An exhibition catalog is available for $5. The Giertz gallery is small and cozy. Reading the artist’s statements, I discovered that while process may not be the focus of this exhibit, it’s certainly still there. Christopher Troutman describes starting with lines and shapes, which suggest figures and environment, which eventually imply narrative and the passage of time. Philip Michael Hook describes entering into a mental space in the studio that the painter Squeak Carnwath calls “Subterranean.” Even the drawings that are more representational — like Tamie Beldue’s ghostly portraits or Jeremy Plunkett’s mysterious mezzotints of plastic bags — have a dreamlike quality. I would guess that what separates these drawings from more “process-focused” ones is a kind of fidelity to the interior life: a willingness to stay with an image and make it more real through refinement and detail. Overall, it’s a wonderful exhibit. My only gripe was that a couple of the artists seemed to have submitted prints rather than originals, since I loved seeing the texture of the materials.

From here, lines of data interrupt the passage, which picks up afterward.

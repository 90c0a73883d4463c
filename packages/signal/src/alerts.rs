//! Predictive alerts raised from report spikes.

use chrono::{DateTime, Utc};
use city_pulse_report_models::Report;
use city_pulse_signal_models::{Alert, CandidateEvent, PipelineOptions, PredictedAlert};

use crate::capability::AlertPredictor;
use crate::{grouping, spike};

/// Impact text attached to spike alerts that were not predicted.
pub const SPIKE_IMPACT: &str = "Potential issue detected";

/// Impact text for predicted alerts without a timeframe.
pub const PREDICTED_IMPACT: &str = "Predicted";

/// Builds the plain alert for a detected spike.
#[must_use]
pub fn spike_alert(candidate: &CandidateEvent, now: DateTime<Utc>) -> Alert {
    Alert {
        kind: candidate.category_key().to_string(),
        area: candidate.location_key().to_string(),
        message: format!(
            "Spike: {} reports of {} in {}",
            candidate.count(),
            candidate.category_key(),
            candidate.location_key()
        ),
        timestamp: now,
        impact: SPIKE_IMPACT.to_string(),
        probability: None,
    }
}

fn from_prediction(predicted: PredictedAlert, now: DateTime<Utc>) -> Alert {
    Alert {
        kind: predicted.kind,
        area: predicted.area,
        message: predicted.message,
        timestamp: now,
        impact: predicted
            .timeframe
            .filter(|t| !t.trim().is_empty())
            .unwrap_or_else(|| PREDICTED_IMPACT.to_string()),
        probability: predicted.probability.map(|p| p.clamp(0.0, 1.0)),
    }
}

/// Detects spikes within the alert window and turns them into alerts.
///
/// The predictor gets the first say. If it fails or predicts nothing,
/// every spike becomes a [`spike_alert`] instead.
pub async fn analyze_alerts(
    reports: &[Report],
    options: &PipelineOptions,
    predictor: &dyn AlertPredictor,
) -> Vec<Alert> {
    let now = options.now();
    let spikes = spike::detect(
        grouping::group(reports, options.window(), now),
        options.threshold(),
    );
    if spikes.is_empty() {
        return Vec::new();
    }

    let predicted = match predictor.predict(&spikes).await {
        Ok(predicted) => predicted,
        Err(e) => {
            log::warn!("Alert prediction failed, using spike alerts: {e}");
            Vec::new()
        }
    };

    if predicted.is_empty() {
        return spikes.iter().map(|s| spike_alert(s, now)).collect();
    }

    predicted
        .into_iter()
        .map(|p| from_prediction(p, now))
        .collect()
}
//! Merges candidate events with summarizer output.

use std::time::Duration;

use chrono::{DateTime, Utc};
use city_pulse_report_models::Severity;
use city_pulse_signal_models::{CandidateEvent, SummaryResponse, SynthesizedEvent};
use futures::future::join_all;

use crate::capability::{Summarizer, SummarizerError};

/// Summary used when the summarizer gives nothing usable for a candidate.
#[must_use]
pub fn fallback_summary(category: &str, area: &str) -> String {
    format!("Clustered event: {category} in {area}")
}

/// Calls the summarizer, bounding the call by `deadline` when one is set.
pub(crate) async fn summarize_with_deadline(
    summarizer: &dyn Summarizer,
    text: &str,
    category: Option<&str>,
    area: Option<&str>,
    deadline: Option<Duration>,
) -> Result<SummaryResponse, SummarizerError> {
    let call = summarizer.summarize(text, category, area);
    match deadline {
        Some(deadline) => tokio::time::timeout(deadline, call)
            .await
            .map_err(|_| SummarizerError::Timeout)?,
        None => call.await,
    }
}

/// Builds one synthesized event per candidate.
///
/// Summarizer calls run concurrently. A failed, timed-out, or empty
/// response degrades that candidate to the fallback summary with
/// [`Severity::Medium`]; it never affects the other candidates. Output
/// order matches `candidates`.
pub async fn assemble(
    candidates: Vec<CandidateEvent>,
    summarizer: &dyn Summarizer,
    deadline: Option<Duration>,
    now: DateTime<Utc>,
) -> Vec<SynthesizedEvent> {
    let texts: Vec<String> = candidates
        .iter()
        .map(CandidateEvent::joined_descriptions)
        .collect();

    let responses = join_all(candidates.iter().zip(&texts).map(|(candidate, text)| {
        summarize_with_deadline(
            summarizer,
            text,
            Some(candidate.category_key()),
            Some(candidate.location_key()),
            deadline,
        )
    }))
    .await;

    candidates
        .into_iter()
        .zip(responses)
        .map(|(candidate, response)| to_event(candidate, response, now))
        .collect()
}

fn to_event(
    candidate: CandidateEvent,
    response: Result<SummaryResponse, SummarizerError>,
    now: DateTime<Utc>,
) -> SynthesizedEvent {
    let area = candidate.location_key().to_string();
    let category = candidate.category_key().to_string();

    let response = response.unwrap_or_else(|e| {
        log::warn!("Summarizer failed for {category} in {area}: {e}");
        SummaryResponse::default()
    });

    let summary = response
        .usable_summary()
        .map_or_else(|| fallback_summary(&category, &area), str::to_string);

    SynthesizedEvent {
        summary,
        count: candidate.count(),
        severity: response.severity.unwrap_or_default(),
        timestamp: now,
        probability: None,
        top_issues: response.top_issues,
        area,
        category,
    }
}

I talked with Shadwell to find out more about what went into curating the exhibit and his thoughts on the state of drawing.
SP: What is your connection to Parkland?
Shadwell: I was invited to be in a drawing show called Defining Territories: Contemporary Drawings in 2013. There were four artists total, and it was curated by two of the faculty: Joan Stoltz and Matthew Waltt. They had seen my work on the cover of a publication I was in, International Drawing Annual no. 6. I did a public drawing demonstration as part of the show. And then I met Patrick Hammie by chance. I really enjoyed his drawings, so I had him out to the University of Wyoming as a visiting artist. Then last spring I was part of the 8 to CREATE show in Champaign-Urbana. Because I was in that, Lisa Costello, the curator/director, invited me to curate the drawing invitational. It’s the first time I’ve curated a drawing show, and it’s something I’ve always wanted to do. The field of drawing doesn’t get a tremendous amount of credit, so it’s a real honor to participate in this.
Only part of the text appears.